Nicolas Keller, Marie-Noëlle Ducamp, Didier Robert and Valérie Keller explain that fruits, vegetables and flowers are still alive after harvest. They produce and release into the air ethylene gas, which fosters ripening and blooming. Ethylene is the basis of the household trick of speeding the ripening of green fruit by placing it in a sealed bag. When released into storage and shipping containers, however, ethylene causes unwanted ripening, spoilage and financial losses. As part of a worldwide effort to find better ways of controlling ethylene, Keller and colleagues reviewed almost 300 published studies and compared all existing ethylene control/removal methods and technologies.
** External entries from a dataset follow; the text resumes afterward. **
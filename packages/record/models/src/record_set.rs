//! Column-oriented in-memory table.
//!
//! Every cleaning stage is a pass over one or a few named columns, so the
//! table is stored as a list of columns of equal length rather than a list
//! of rows.

use crate::{RecordError, Value};

/// A named column of cell values.
#[derive(Debug, Clone, PartialEq, Default)]
pub struct Column {
    /// Column name as it appears in the source header.
    pub name: String,
    /// One value per record.
    pub values: Vec<Value>,
}

/// An ordered set of equal-length [`Column`]s.
#[derive(Debug, Clone, PartialEq, Default)]
pub struct RecordSet {
    columns: Vec<Column>,
    rows: usize,
}

impl RecordSet {
    /// Creates an empty record set with the given column names and no rows.
    #[must_use]
    pub fn with_columns<S: AsRef<str>>(names: &[S]) -> Self {
        Self {
            columns: names
                .iter()
                .map(|name| Column {
                    name: name.as_ref().to_string(),
                    values: Vec::new(),
                })
                .collect(),
            rows: 0,
        }
    }

    /// Builds a record set from a header and row-major cells.
    ///
    /// # Errors
    ///
    /// Returns [`RecordError::RowLength`] if any row does not have exactly
    /// one cell per header.
    pub fn from_rows(headers: Vec<String>, rows: Vec<Vec<Value>>) -> Result<Self, RecordError> {
        let mut columns: Vec<Column> = headers
            .into_iter()
            .map(|name| Column {
                name,
                values: Vec::with_capacity(rows.len()),
            })
            .collect();

        let row_count = rows.len();
        for (i, row) in rows.into_iter().enumerate() {
            if row.len() != columns.len() {
                return Err(RecordError::RowLength {
                    row: i,
                    expected: columns.len(),
                    actual: row.len(),
                });
            }
            for (column, value) in columns.iter_mut().zip(row) {
                column.values.push(value);
            }
        }

        Ok(Self {
            columns,
            rows: row_count,
        })
    }

    /// Appends one row.
    ///
    /// # Errors
    ///
    /// Returns [`RecordError::RowLength`] if the row width differs from the
    /// column count.
    pub fn push_row(&mut self, row: Vec<Value>) -> Result<(), RecordError> {
        if row.len() != self.columns.len() {
            return Err(RecordError::RowLength {
                row: self.rows,
                expected: self.columns.len(),
                actual: row.len(),
            });
        }
        for (column, value) in self.columns.iter_mut().zip(row) {
            column.values.push(value);
        }
        self.rows += 1;
        Ok(())
    }

    /// Number of records.
    #[must_use]
    pub const fn len(&self) -> usize {
        self.rows
    }

    /// Returns `true` if there are no records.
    #[must_use]
    pub const fn is_empty(&self) -> bool {
        self.rows == 0
    }

    /// All columns in order.
    #[must_use]
    pub fn columns(&self) -> &[Column] {
        &self.columns
    }

    /// Column names in order.
    pub fn column_names(&self) -> impl Iterator<Item = &str> {
        self.columns.iter().map(|c| c.name.as_str())
    }

    /// Returns `true` if a column with this name exists.
    #[must_use]
    pub fn has_column(&self, name: &str) -> bool {
        self.columns.iter().any(|c| c.name == name)
    }

    /// Values of the named column.
    #[must_use]
    pub fn column(&self, name: &str) -> Option<&[Value]> {
        self.columns
            .iter()
            .find(|c| c.name == name)
            .map(|c| c.values.as_slice())
    }

    /// Mutable values of the named column. The slice cannot change length.
    pub fn column_mut(&mut self, name: &str) -> Option<&mut [Value]> {
        self.columns
            .iter_mut()
            .find(|c| c.name == name)
            .map(|c| c.values.as_mut_slice())
    }

    /// Like [`Self::column`] but reports a missing column as an error.
    ///
    /// # Errors
    ///
    /// Returns [`RecordError::MissingColumn`] if no column has this name.
    pub fn require(&self, name: &str) -> Result<&[Value], RecordError> {
        self.column(name).ok_or_else(|| RecordError::MissingColumn {
            column: name.to_string(),
        })
    }

    /// Like [`Self::column_mut`] but reports a missing column as an error.
    ///
    /// # Errors
    ///
    /// Returns [`RecordError::MissingColumn`] if no column has this name.
    pub fn require_mut(&mut self, name: &str) -> Result<&mut [Value], RecordError> {
        self.column_mut(name)
            .ok_or_else(|| RecordError::MissingColumn {
                column: name.to_string(),
            })
    }

    /// Replaces the named column, or appends it if absent.
    ///
    /// # Errors
    ///
    /// Returns [`RecordError::ColumnLength`] if `values` does not have one
    /// entry per record.
    pub fn set_column(&mut self, name: &str, values: Vec<Value>) -> Result<(), RecordError> {
        if values.len() != self.rows {
            return Err(RecordError::ColumnLength {
                column: name.to_string(),
                expected: self.rows,
                actual: values.len(),
            });
        }
        if let Some(column) = self.columns.iter_mut().find(|c| c.name == name) {
            column.values = values;
        } else {
            self.columns.push(Column {
                name: name.to_string(),
                values,
            });
        }
        Ok(())
    }

    /// Cells of one record, in column order.
    #[must_use]
    pub fn row_values(&self, row: usize) -> Vec<&Value> {
        self.columns.iter().map(|c| &c.values[row]).collect()
    }

    /// Builds a new record set containing only the given rows, in the given
    /// order.
    ///
    /// # Panics
    ///
    /// Panics if any index is out of bounds.
    #[must_use]
    pub fn take_rows(&self, indices: &[usize]) -> Self {
        Self {
            columns: self
                .columns
                .iter()
                .map(|c| Column {
                    name: c.name.clone(),
                    values: indices.iter().map(|&i| c.values[i].clone()).collect(),
                })
                .collect(),
            rows: indices.len(),
        }
    }
}

/// Converts a source header name to the sink column name
/// (`"Date Of Stop"` → `"date_of_stop"`).
#[must_use]
pub fn sink_column_name(name: &str) -> String {
    name.to_lowercase().replace(' ', "_")
}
They concluded that photocatalysis offers the greatest potential for removing ethylene and preserving produce, both on Earth and during spaceflights. With the method that enters into the field of sustainable development, a catalyst and light act together to remove ethylene by transforming it into carbon dioxide and water. "Worldwide food technology could take advantage of photocatalysis technology for providing health and economical benefits and for globally contributing to both increased food quality and availability by reducing postharvest losses of fresh produce," the report states.
"Thus, through this multidisciplinary review, we hope to be successful in illustrating photocatalysis as a really promising technology, within a sustainable development approach, for replacing current ethylene removal technologies during the storage and the transfer of fresh fruits and vegetables," they say.